TASK REQUIREMENTS:
State how many lines in the following entries contain the word "None". No other output.

TASK DATA:
+ + + + + + +
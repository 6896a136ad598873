//! Message-driven analysis workers.
//!
//! Each worker owns its state on a dedicated thread and handles one request
//! at a time, so its responses come back in request order.

use crate::error::PipelineError;
use crate::telemetry::SharedPipelineLog;
use crossbeam_channel::{bounded, Receiver, RecvTimeoutError, Sender, TrySendError};
use std::thread::{self, JoinHandle};
use std::time::Duration;
use tracing::{debug, info};

/// A named worker thread behind bounded request/response queues.
pub struct Worker<Req, Resp> {
    name: String,
    requests: Option<Sender<Req>>,
    responses: Receiver<Resp>,
    handle: Option<JoinHandle<()>>,
    log: Option<SharedPipelineLog>,
}

impl<Req, Resp> Worker<Req, Resp>
where
    Req: Send + 'static,
    Resp: Send + 'static,
{
    /// Spawn a worker running `handler` for every request.
    ///
    /// A handler returning `None` produces no response for that request.
    pub fn spawn<F>(name: &str, capacity: usize, mut handler: F) -> Result<Self, PipelineError>
    where
        F: FnMut(Req) -> Option<Resp> + Send + 'static,
    {
        let capacity = capacity.max(1);
        let (req_tx, req_rx) = bounded::<Req>(capacity);
        let (resp_tx, resp_rx) = bounded::<Resp>(capacity);

        let thread_name = name.to_string();
        let handle = thread::Builder::new()
            .name(format!("worker-{name}"))
            .spawn(move || {
                debug!(worker = thread_name.as_str(), "worker started");
                for request in req_rx.iter() {
                    if let Some(response) = handler(request) {
                        if resp_tx.send(response).is_err() {
                            break;
                        }
                    }
                }
                debug!(worker = thread_name.as_str(), "worker stopped");
            })
            .map_err(|e| PipelineError::WorkerSpawn(name.to_string(), e))?;

        info!(worker = name, capacity, "spawned worker");
        Ok(Self {
            name: name.to_string(),
            requests: Some(req_tx),
            responses: resp_rx,
            handle: Some(handle),
            log: None,
        })
    }

    /// Count dropped requests in `log`.
    pub fn with_log(mut self, log: SharedPipelineLog) -> Self {
        self.log = Some(log);
        self
    }

    pub fn name(&self) -> &str {
        &self.name
    }

    /// Whether the thread is still running. A handler that panicked ends it.
    pub fn is_alive(&self) -> bool {
        self.handle.as_ref().is_some_and(|h| !h.is_finished())
    }

    /// Queue a request without blocking.
    ///
    /// Returns `Ok(false)` when the queue is full and the request was dropped.
    pub fn submit(&self, request: Req) -> Result<bool, PipelineError> {
        let sender = self
            .requests
            .as_ref()
            .ok_or_else(|| PipelineError::WorkerDisconnected(self.name.clone()))?;

        match sender.try_send(request) {
            Ok(()) => Ok(true),
            Err(TrySendError::Full(_)) => {
                debug!(worker = self.name.as_str(), "queue full, dropping request");
                if let Some(log) = &self.log {
                    log.record_dropped_request();
                }
                Ok(false)
            }
            Err(TrySendError::Disconnected(_)) => {
                Err(PipelineError::WorkerDisconnected(self.name.clone()))
            }
        }
    }

    pub fn try_recv(&self) -> Option<Resp> {
        self.responses.try_recv().ok()
    }

    /// Wait up to `timeout` for the next response.
    pub fn recv_timeout(&self, timeout: Duration) -> Result<Option<Resp>, PipelineError> {
        match self.responses.recv_timeout(timeout) {
            Ok(response) => Ok(Some(response)),
            Err(RecvTimeoutError::Timeout) => Ok(None),
            Err(RecvTimeoutError::Disconnected) => {
                Err(PipelineError::WorkerDisconnected(self.name.clone()))
            }
        }
    }

    /// Close the request queue and join the thread. Pending requests are
    /// still processed; their responses are discarded.
    pub fn shutdown(&mut self) {
        self.requests.take();
        if let Some(handle) = self.handle.take() {
            // Keep the worker from blocking on a full response queue.
            while !handle.is_finished() {
                while self.responses.try_recv().is_ok() {}
                thread::sleep(Duration::from_millis(1));
            }
            let _ = handle.join();
            debug!(worker = self.name.as_str(), "worker joined");
        }
    }
}

impl<Req, Resp> Drop for Worker<Req, Resp> {
    fn drop(&mut self) {
        // Closing the queue ends the thread; dropping the response receiver
        // releases it if it is blocked on a send.
        self.requests.take();
    }
}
+ + + + + + +
EXERCISE RESULT:
3